Outdoor bezeichnet den Hanfanbau im Freien unter natürlichen Bedingungen. Die Pflanzen wachsen direkt im Boden oder in Behältern im Außenbereich und sind Sonne, Regen, Wind sowie den natürlichen Witterungseinflüssen ausgesetzt. Diese Anbaumethode unterscheidet sich vom Indoor- und Greenhouse-Anbau, bei denen die Umweltbedingungen stärker kontrolliert werden können.

Der Outdoor-Anbau ist die älteste Form des Hanfanbaus und wird seit mehreren Jahrtausenden genutzt. Hanf wird im Freiland für die Gewinnung von Fasern, Samen, Blüten sowie zahlreichen weiteren pflanzlichen Rohstoffen angebaut. Bis heute stellt diese Methode einen bedeutenden Teil der weltweiten Hanfproduktion dar.

Anbau im Rhythmus der Natur

Beim Outdoor-Anbau folgt die Pflanze vollständig dem natürlichen Jahreszeitenzyklus. Wachstum und Blüte werden ausschließlich durch das Sonnenlicht gesteuert, ohne künstliche Beleuchtung.

Die Entwicklung hängt von zahlreichen Umweltfaktoren ab, darunter Sonneneinstrahlung, Temperaturen, Niederschläge, Wind, Luftfeuchtigkeit sowie die Eigenschaften des Bodens. Dadurch verläuft jede Anbausaison unter individuellen Bedingungen.

Der Einfluss der natürlichen Umgebung

Das Klima spielt beim Outdoor-Anbau eine entscheidende Rolle. Temperatur, Niederschlag und Sonneneinstrahlung beeinflussen unmittelbar das Wachstum der Pflanze sowie die Entwicklung von Cannabinoiden, Terpenen und weiteren natürlichen Pflanzenstoffen.

Auch der Boden ist von großer Bedeutung. Seine Struktur, sein Nährstoffgehalt, seine Wasserspeicherfähigkeit und sein Bodenleben tragen wesentlich zur Entwicklung der Hanfpflanzen bei.

Pflanzen mit großem Wachstumspotenzial

Durch den verfügbaren Platz und die direkte Sonneneinstrahlung können Outdoor-Pflanzen beachtliche Größen erreichen. Unter günstigen Bedingungen entwickeln manche Sorten besonders kräftige und weit verzweigte Pflanzen.

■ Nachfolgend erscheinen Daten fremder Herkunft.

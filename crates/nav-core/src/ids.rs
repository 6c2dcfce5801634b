//! Strongly typed, zero-cost identifier wrappers.
//!
//! All IDs are `Copy + Ord + Hash` so they can be used as map keys and sorted
//! collection elements without ceremony.  The inner integer is `pub` to allow
//! direct indexing into SoA `Vec`s via `id.0 as usize`, but callers should
//! prefer the `.index()` helpers for clarity.

use std::fmt;

/// Generate a typed ID wrapper around a primitive integer.
macro_rules! typed_id {
    ($(#[$attr:meta])* $vis:vis struct $name:ident($inner:ty);) => {
        $(#[$attr])*
        #[derive(Copy, Clone, PartialEq, Eq, Hash, PartialOrd, Ord, Debug)]
        #[cfg_attr(feature = "serde", derive(serde::Serialize, serde::Deserialize))]
        $vis struct $name(pub $inner);

        impl $name {
            /// Sentinel meaning "no valid ID" — equivalent to `u32::MAX`.
            pub const INVALID: $name = $name(<$inner>::MAX);

            /// Cast to `usize` for direct use as a `Vec` index.
            #[inline(always)]
            pub fn index(self) -> usize {
                self.0 as usize
            }
        }

        impl Default for $name {
            /// Returns the `INVALID` sentinel so uninitialized IDs are visibly invalid.
            #[inline(always)]
            fn default() -> Self {
                Self::INVALID
            }
        }

        impl fmt::Display for $name {
            fn fmt(&self, f: &mut fmt::Formatter<'_>) -> fmt::Result {
                write!(f, "{}({})", stringify!($name), self.0)
            }
        }

        impl From<$name> for usize {
            #[inline(always)]
            fn from(id: $name) -> usize {
                id.0 as usize
            }
        }
    };
}

typed_id! {
    /// Index of a navigation-graph node.  The node's *identity* is its
    /// sampled position; the id is its storage index.
    pub struct NodeId(u32);
}

typed_id! {
    /// Index of a directed navigation-graph edge.
    pub struct EdgeId(u32);
}

typed_id! {
    /// Index of an agent in the session roster.
    pub struct AgentId(u32);
}
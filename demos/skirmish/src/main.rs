//! skirmish — smallest end-to-end demo of the nav stack.
//!
//! Builds a 20×12 arena with a few obstacles, spawns a champion and two
//! minions per faction, and scripts a short engagement: the minions push
//! toward the enemy side while the red champion, wary of the blue champion's
//! position, takes an influence-weighted route and then chases the nearest
//! blue minion down.  Progress is printed once per simulated second.
//!
//! Run with `RUST_LOG=debug` to see graph construction and replanning logs.

use anyhow::Result;

use nav_core::{AgentClass, AgentId, Faction, Tick, Vec2};
use nav_graph::{Bounds, GraphConfig, StaticGeometry};
use nav_session::{Session, SessionConfig, SessionObserver};
use nav_steer::TickStatus;

// ── Constants ─────────────────────────────────────────────────────────────────

const TICKS_PER_SECOND: u64 = 50;
const RUN_SECONDS: u64 = 30;

// ── Arena ─────────────────────────────────────────────────────────────────────

/// A lane arena: open ground with a center pillar and two side blocks.
fn arena() -> StaticGeometry {
    let mut geo = StaticGeometry::open();
    geo.add_circle(Vec2::new(10.0, 6.0), 1.2)
        .add_box(Vec2::new(5.0, 0.5), Vec2::new(6.5, 3.0))
        .add_box(Vec2::new(13.5, 9.0), Vec2::new(15.0, 11.5));
    geo
}

// ── Progress reporting ────────────────────────────────────────────────────────

struct Reporter {
    names: Vec<(AgentId, &'static str)>,
}

impl SessionObserver for Reporter {
    fn on_agent_step(&mut self, tick: Tick, agent: AgentId, status: TickStatus) {
        if matches!(status, TickStatus::Completed | TickStatus::TargetLost) {
            let name = self
                .names
                .iter()
                .find(|(id, _)| *id == agent)
                .map(|(_, n)| *n)
                .unwrap_or("?");
            println!("[{tick}] {name}: {status:?}");
        }
    }
}

fn print_positions(session: &Session, reporter: &Reporter) -> Result<()> {
    let tick = session.clock().current;
    print!("[{tick}]");
    for (id, name) in &reporter.names {
        match session.position(*id) {
            Ok(pos) => print!("  {name} {pos}"),
            Err(_) => print!("  {name} (gone)"),
        }
    }
    println!();
    Ok(())
}

// ── Entry point ───────────────────────────────────────────────────────────────

fn main() -> Result<()> {
    env_logger::init();

    let config = SessionConfig::new(GraphConfig::new(
        Bounds::new(Vec2::new(0.0, 0.0), Vec2::new(20.0, 12.0)),
        1.0,
        0.45,
    ));
    let mut session = Session::new(arena(), config);
    println!(
        "arena graph: {} nodes, {} edges",
        session.graph().node_count(),
        session.graph().edge_count()
    );

    // Red pushes east, blue pushes west.
    let red_champ = session.spawn(Faction::Red, AgentClass::Champion, Vec2::new(1.0, 6.0), 0.0);
    let red_minion_a = session.spawn(Faction::Red, AgentClass::Minion, Vec2::new(1.0, 4.0), 0.0);
    let red_minion_b = session.spawn(Faction::Red, AgentClass::Minion, Vec2::new(1.0, 8.0), 0.0);
    let blue_champ = session.spawn(
        Faction::Blue,
        AgentClass::Champion,
        Vec2::new(19.0, 6.0),
        std::f32::consts::PI,
    );
    let blue_minion = session.spawn(
        Faction::Blue,
        AgentClass::Minion,
        Vec2::new(19.0, 4.0),
        std::f32::consts::PI,
    );

    let mut reporter = Reporter {
        names: vec![
            (red_champ, "red-champ"),
            (red_minion_a, "red-minion-a"),
            (red_minion_b, "red-minion-b"),
            (blue_champ, "blue-champ"),
            (blue_minion, "blue-minion"),
        ],
    };

    // Opening moves.  The red champion's route is influence-weighted, so it
    // drifts away from the blue champion's side of the pillar.
    session.arrive(red_champ, Vec2::new(16.0, 6.0), 1.0, true, None)?;
    session.move_to(red_minion_a, Vec2::new(18.0, 4.0))?;
    session.move_to(red_minion_b, Vec2::new(18.0, 8.0))?;
    session.arrive(blue_champ, Vec2::new(12.0, 6.0), 1.0, false, None)?;
    session.chase(blue_minion, red_minion_a, 1.0, false, None)?;

    // Ten seconds in, the red champion switches to hunting the blue minion.
    let retarget_at = Tick(10 * TICKS_PER_SECOND);

    for second in 0..RUN_SECONDS {
        if session.clock().current == retarget_at {
            log::info!("red champion retargets the blue minion");
            session.chase(red_champ, blue_minion, 1.0, true, None)?;
        }
        session.run_ticks(TICKS_PER_SECOND, &mut reporter);
        if second % 5 == 4 {
            print_positions(&session, &reporter)?;
        }
    }

    Ok(())
}
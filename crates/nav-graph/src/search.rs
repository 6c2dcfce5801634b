//! A* shortest-path search over the navigation graph.
//!
//! # Optimality
//!
//! Edge cost is exactly the Euclidean distance between connected nodes, so
//! straight-line distance to the goal is an admissible heuristic and the
//! plain search returns a true shortest path.  When an [`InfluenceSource`]
//! is supplied, its scalar is added to a node's *estimated* total cost only
//! — a heuristic perturbation that steers the search toward allied space and
//! away from contested space without touching the cost-so-far accounting.
//! With influence active the result may be sub-optimal by design.
//!
//! # Determinism
//!
//! The open set is a binary min-heap keyed on `(estimated cost, NodeId)`.
//! Equal estimates break ties on the lower node id, so a search over a given
//! graph is fully deterministic regardless of insertion order.

use std::cmp::{Ordering, Reverse};
use std::collections::BinaryHeap;

use nav_core::{NodeId, Vec2};

use crate::clearance::ClearanceOracle;
use crate::error::{GraphError, GraphResult};
use crate::graph::NavGraph;

// ── Influence ─────────────────────────────────────────────────────────────────

/// Collaborator-supplied tactical bias, already resolved for the querying
/// agent's faction: negative near allies (cheaper), positive near enemies
/// (dearer).
pub trait InfluenceSource {
    /// Signed influence scalar at `pos`.
    fn influence_at(&self, pos: Vec2) -> f32;
}

// ── Path ──────────────────────────────────────────────────────────────────────

/// The result of a search: waypoints from the snapped start to the literal
/// goal, plus the summed edge cost along the graph portion.
///
/// Ephemeral — produced per query, consumed by one steering task, never
/// cached by the graph.
#[derive(Debug, Clone)]
pub struct Path {
    /// Waypoint positions: `[snapped start .. snapped goal, literal goal]`.
    /// The literal goal is appended only when it differs from the snapped
    /// goal node's position.
    pub waypoints: Vec<Vec2>,

    /// Cost-so-far at the goal node — equal to the summed segment length of
    /// the node portion of the path.
    pub cost: f32,
}

impl Path {
    /// The final waypoint (the position the agent is being sent to).
    pub fn goal(&self) -> Vec2 {
        *self.waypoints.last().unwrap_or(&Vec2::ZERO)
    }

    pub fn len(&self) -> usize {
        self.waypoints.len()
    }

    pub fn is_empty(&self) -> bool {
        self.waypoints.is_empty()
    }
}

// ── Search options ────────────────────────────────────────────────────────────

/// Knobs for one search call.
#[derive(Default)]
pub struct PathOptions<'a> {
    /// When `true` and the literal goal is obstructed at the graph's
    /// clearance radius, the goal is replaced by the nearest node instead of
    /// the search failing against an unreachable position.
    pub approximate: bool,

    /// Optional tactical bias (see [`InfluenceSource`]).
    pub influence: Option<&'a dyn InfluenceSource>,
}

impl<'a> PathOptions<'a> {
    /// The common steering case: snap obstructed goals, no influence.
    pub fn approximate() -> Self {
        Self { approximate: true, influence: None }
    }

    pub fn with_influence(mut self, influence: &'a dyn InfluenceSource) -> Self {
        self.influence = Some(influence);
        self
    }
}

// ── Open-set entry ────────────────────────────────────────────────────────────

/// Heap entry: estimated total cost plus the node, ordered by
/// `(cost, NodeId)` via total float ordering for deterministic ties.
#[derive(Copy, Clone, PartialEq)]
struct OpenEntry {
    est: f32,
    node: NodeId,
}

impl Eq for OpenEntry {}

impl Ord for OpenEntry {
    fn cmp(&self, other: &Self) -> Ordering {
        self.est.total_cmp(&other.est).then(self.node.cmp(&other.node))
    }
}

impl PartialOrd for OpenEntry {
    fn partial_cmp(&self, other: &Self) -> Option<Ordering> {
        Some(self.cmp(other))
    }
}

// ── Search ────────────────────────────────────────────────────────────────────

/// Compute the shortest path from `start` to `goal` in world coordinates.
///
/// Start and goal snap to their nearest nodes unless they coincide with one
/// exactly; with [`PathOptions::approximate`] an obstructed goal position is
/// first replaced by the nearest node (used to reject goals inside or on top
/// of geometry).
///
/// # Errors
///
/// [`GraphError::EmptyGraph`] when the graph has no nodes, and
/// [`GraphError::NoPath`] when the open set is exhausted without reaching
/// the goal node (disconnected region).
pub fn find_path<O: ClearanceOracle>(
    graph: &NavGraph,
    oracle: &O,
    start: Vec2,
    goal: Vec2,
    opts: &PathOptions<'_>,
) -> GraphResult<Path> {
    if graph.is_empty() {
        return Err(GraphError::EmptyGraph);
    }

    // Goal validity: an obstructed literal goal snaps to the nearest node.
    let goal = if opts.approximate && !oracle.point_clear(goal, graph.clearance) {
        // Non-empty graph, so the nearest node exists.
        graph
            .nearest_node(goal)
            .map(|n| graph.position(n))
            .ok_or(GraphError::EmptyGraph)?
    } else {
        goal
    };

    let start_node = match graph.node_at(start) {
        Some(n) => n,
        None => graph.nearest_node(start).ok_or(GraphError::EmptyGraph)?,
    };
    let goal_node = match graph.node_at(goal) {
        Some(n) => n,
        None => graph.nearest_node(goal).ok_or(GraphError::EmptyGraph)?,
    };

    let n = graph.node_count();
    let goal_pos = graph.position(goal_node);

    // cost_so_far[v] = best known path cost to v; untouched nodes are +inf.
    let mut cost_so_far = vec![f32::INFINITY; n];
    // prev[v] = predecessor of v on the best known path.
    let mut prev = vec![NodeId::INVALID; n];
    let mut closed = vec![false; n];

    // Reverse makes BinaryHeap (max) behave as a min-heap.
    let mut open: BinaryHeap<Reverse<OpenEntry>> = BinaryHeap::new();

    cost_so_far[start_node.index()] = 0.0;
    open.push(Reverse(OpenEntry {
        est: graph.position(start_node).distance(goal_pos),
        node: start_node,
    }));

    while let Some(Reverse(OpenEntry { node, .. })) = open.pop() {
        if closed[node.index()] {
            continue; // stale heap entry
        }
        closed[node.index()] = true;

        if node == goal_node {
            return Ok(reconstruct(graph, &prev, start_node, goal_node, goal, cost_so_far[node.index()]));
        }

        for edge in graph.out_edges(node) {
            let neighbor = graph.edge_to[edge.index()];
            if closed[neighbor.index()] {
                continue;
            }
            let cost = cost_so_far[node.index()] + graph.edge_cost[edge.index()];
            if cost >= cost_so_far[neighbor.index()] {
                continue;
            }
            cost_so_far[neighbor.index()] = cost;
            prev[neighbor.index()] = node;

            let neighbor_pos = graph.position(neighbor);
            let mut est = cost + neighbor_pos.distance(goal_pos);
            if let Some(influence) = opts.influence {
                est += influence.influence_at(neighbor_pos);
            }
            open.push(Reverse(OpenEntry { est, node: neighbor }));
        }
    }

    Err(GraphError::NoPath { from: start_node, to: goal_node })
}

/// Walk the predecessor chain back from the goal node and append the literal
/// goal position when it is distinct from the snapped goal node.
fn reconstruct(
    graph: &NavGraph,
    prev: &[NodeId],
    start_node: NodeId,
    goal_node: NodeId,
    literal_goal: Vec2,
    cost: f32,
) -> Path {
    let mut waypoints = vec![graph.position(goal_node)];
    let mut cur = goal_node;
    while cur != start_node {
        cur = prev[cur.index()];
        waypoints.push(graph.position(cur));
    }
    waypoints.reverse();

    let snapped_goal = graph.position(goal_node);
    if snapped_goal.distance(literal_goal) > 1e-4 {
        waypoints.push(literal_goal);
    }

    Path { waypoints, cost }
}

Die endgültige Größe hängt jedoch in erster Linie von der Genetik, der Vegetationsdauer, den Anbaumethoden sowie den klimatischen Bedingungen während der gesamten Saison ab.

Eine weltweit verbreitete Anbaumethode

Der Outdoor-Anbau wird weltweit zur Produktion von Hanf für Fasern, Samen, Blüten und zahlreiche weitere landwirtschaftliche oder industrielle Anwendungen genutzt. Dabei können die natürlichen Ressourcen optimal genutzt werden, während der Einsatz energieintensiver Technik begrenzt bleibt.

Je nach Produktionsziel setzen Landwirte unterschiedliche Anbaumethoden ein, die an die jeweiligen Standortbedingungen angepasst sind.

Eine der drei wichtigsten Anbaumethoden

Zusammen mit Indoor und Greenhouse gehört der Outdoor-Anbau zu den drei wichtigsten Produktionsmethoden der Hanfindustrie. Diese Einteilung wird häufig verwendet, um die Herkunft von Hanfblüten zu beschreiben, Anbauverfahren miteinander zu vergleichen und die Eigenschaften verschiedener Produkte besser einordnen zu können.